Halliburton Co. et al. v. Erica P. John Fund, Inc., FKA Archdiocese of Milwaukee Supporting Fund, Inc.

Summarized by:

  • Court: United States Supreme Court
  • Area(s) of Law: Corporations
  • Date Filed: June 23, 2014
  • Case #: 13–317
  • Judge(s)/Court Below: Roberts, C J., delivered the opinion of the Court, in which Kennedy, Ginsburg, Breyer, Sotomayor, and Kagan, JJ., joined. Ginsburg, J., filed a concurring opinion, in which Breyer and Sotomayor, JJ., joined. Thomas, J., filed an opinion concurring in the judgment, in which Scalia and Alito, JJ., joined.
  • Full Text Opinion

When investors can prove their reliance on a business' misrepresentation in determining whether to buy or sell company stock, investors can recover damages in a private securities fraud action.

Respondent filed a class action lawsuit alleging Petitioners made misrepresentations to inflate Petitioner's own stock price, in violation of section 10(b) of Securities Exchange Act of 1934 and Securities and Exchange Commission Rule 10b-5. Loss causation is a casual connection between a defendants' alleged misrepresentations and the plaintiffs' economic losses. Basic v. Levinson held "investors could satisfy the reliance requirement by invoking a presumption that the price of stock traded in an efficient market reflects all public, material information—including material misrepresentations."

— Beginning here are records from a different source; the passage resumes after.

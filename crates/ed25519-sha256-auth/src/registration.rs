//! # Scheme Registration
//!
//! Explicit startup calls that put the authenticators into a host registry.
//! Nothing registers itself on load; the host startup sequence calls these
//! before it begins serving verification requests.
//!
//! A returned error is fatal for the host: continuing would leave a whole
//! signature scheme unverifiable with no error at the point of use.

use std::sync::Arc;

use tracing::{error, info};

use crate::domain::entities::{ED25519_SCHEME, ED25519_SHA256_SCHEME};
use crate::ports::inbound::Authenticator;
use crate::ports::outbound::{AuthenticatorRegistry, RegistryError};
use crate::service::{Ed25519Authenticator, Ed25519Sha256Authenticator};

fn register_scheme<R: AuthenticatorRegistry + ?Sized>(
    registry: &R,
    name: &str,
    authenticator: Arc<dyn Authenticator>,
) -> Result<(), RegistryError> {
    match registry.register(name, authenticator) {
        Ok(()) => {
            info!(scheme = %name, "Authentication scheme available");
            Ok(())
        }
        Err(e) => {
            error!(scheme = %name, error = %e, "Failed to register authentication scheme");
            Err(e)
        }
    }
}

/// Register the `ed25519_nr_jc` (sha256 + ed25519) authenticator.
pub fn register_ed25519_sha256_scheme<R: AuthenticatorRegistry + ?Sized>(
    registry: &R,
) -> Result<(), RegistryError> {
    register_scheme(
        registry,
        ED25519_SHA256_SCHEME,
        Arc::new(Ed25519Sha256Authenticator::new()),
    )
}

/// Register the plain `ed25519` authenticator.
pub fn register_ed25519_scheme<R: AuthenticatorRegistry + ?Sized>(
    registry: &R,
) -> Result<(), RegistryError> {
    register_scheme(registry, ED25519_SCHEME, Arc::new(Ed25519Authenticator::new()))
}

/// Register every scheme this crate provides, stopping at the first failure.
pub fn register_default_schemes<R: AuthenticatorRegistry + ?Sized>(
    registry: &R,
) -> Result<(), RegistryError> {
    register_ed25519_sha256_scheme(registry)?;
    register_ed25519_scheme(registry)
}

#[cfg(test)]
mod tests {
    use super::*;
    use crate::adapters::registry::InMemoryAuthenticatorRegistry;
    use crate::domain::config::RegistryConfig;

    #[test]
    fn test_register_into_fresh_registry() {
        let registry = InMemoryAuthenticatorRegistry::new();

        register_ed25519_sha256_scheme(&registry).unwrap();

        assert_eq!(registry.schemes(), vec![ED25519_SHA256_SCHEME]);
    }

    #[test]
    fn test_second_registration_fails() {
        let registry = InMemoryAuthenticatorRegistry::new();
        register_ed25519_sha256_scheme(&registry).unwrap();

        assert_eq!(
            register_ed25519_sha256_scheme(&registry),
            Err(RegistryError::DuplicateScheme(
                ED25519_SHA256_SCHEME.to_string()
            ))
        );
    }

    #[test]
    fn test_default_schemes() {
        let registry = InMemoryAuthenticatorRegistry::new();

        register_default_schemes(&registry).unwrap();

        assert_eq!(
            registry.schemes(),
            vec![ED25519_SCHEME, ED25519_SHA256_SCHEME]
        );
    }

    #[test]
    fn test_default_schemes_stop_at_first_failure() {
        let config = RegistryConfig::default().with_max_schemes(1);
        let registry = InMemoryAuthenticatorRegistry::with_config(config).unwrap();

        assert_eq!(
            register_default_schemes(&registry),
            Err(RegistryError::RegistryFull { max: 1 })
        );
        assert!(registry.contains(ED25519_SHA256_SCHEME));
        assert!(!registry.contains(ED25519_SCHEME));
    }
}
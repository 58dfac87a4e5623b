//! # Authentication Errors
//!
//! Error types for address derivation and signature verification.

use thiserror::Error;

/// Errors returned by an authenticator.
///
/// Every variant is terminal: the caller rejects the input, nothing is retried.
#[derive(Debug, Clone, Error, PartialEq, Eq)]
pub enum AuthError {
    /// The public key does not have the ed25519 public key size.
    #[error("invalid ed25519 public key size: {actual}")]
    InvalidKeySize { actual: usize },

    /// The signature does not have the ed25519 signature size.
    #[error("ed25519: invalid signature length: expected: {expected}, got: {actual}")]
    InvalidSignatureLength { expected: usize, actual: usize },

    /// Cryptographic verification failed.
    ///
    /// Carries no detail on purpose; callers only learn that the signature
    /// did not verify.
    #[error("invalid signature")]
    InvalidSignature,
}

/// Errors from decoding an address back into a public key.
#[derive(Debug, Clone, Error, PartialEq, Eq)]
pub enum AddressError {
    /// Address is not exactly twice the public key length.
    #[error("invalid address length: expected {expected}, got {actual}")]
    InvalidLength { expected: usize, actual: usize },

    /// Address contains a character outside `[0-9a-f]`.
    #[error("address is not lowercase hex")]
    NotLowercaseHex,
}

/// Errors from building or validating a `RegistryConfig`.
#[derive(Debug, Clone, Error, PartialEq, Eq)]
pub enum ConfigError {
    /// `max_schemes` must allow at least one scheme
    #[error("max_schemes cannot be 0")]
    ZeroCapacity,

    /// `max_name_len` is outside the supported range
    #[error("max_name_len must be between 1 and {max}, got {actual}")]
    InvalidNameLength { actual: usize, max: usize },
}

The question is whether the exclusion of evidence that links a party to price impact limits a parties ability to present its case of economic loss due to misrepresentation. The Court held that defendants should be given an opportunity to rebut the presumption of reliance before the impact of prices, as long as it occurs at the merit stages of a case. The District Court initially denied Respondent's class certification motion, and the Fifth Circuit Affirmed. The Court vacated the judgment, concluding that plaintiffs in securities fraud cases do not need to prove loss causation at the class certification stage to invoke the presumption of reliance.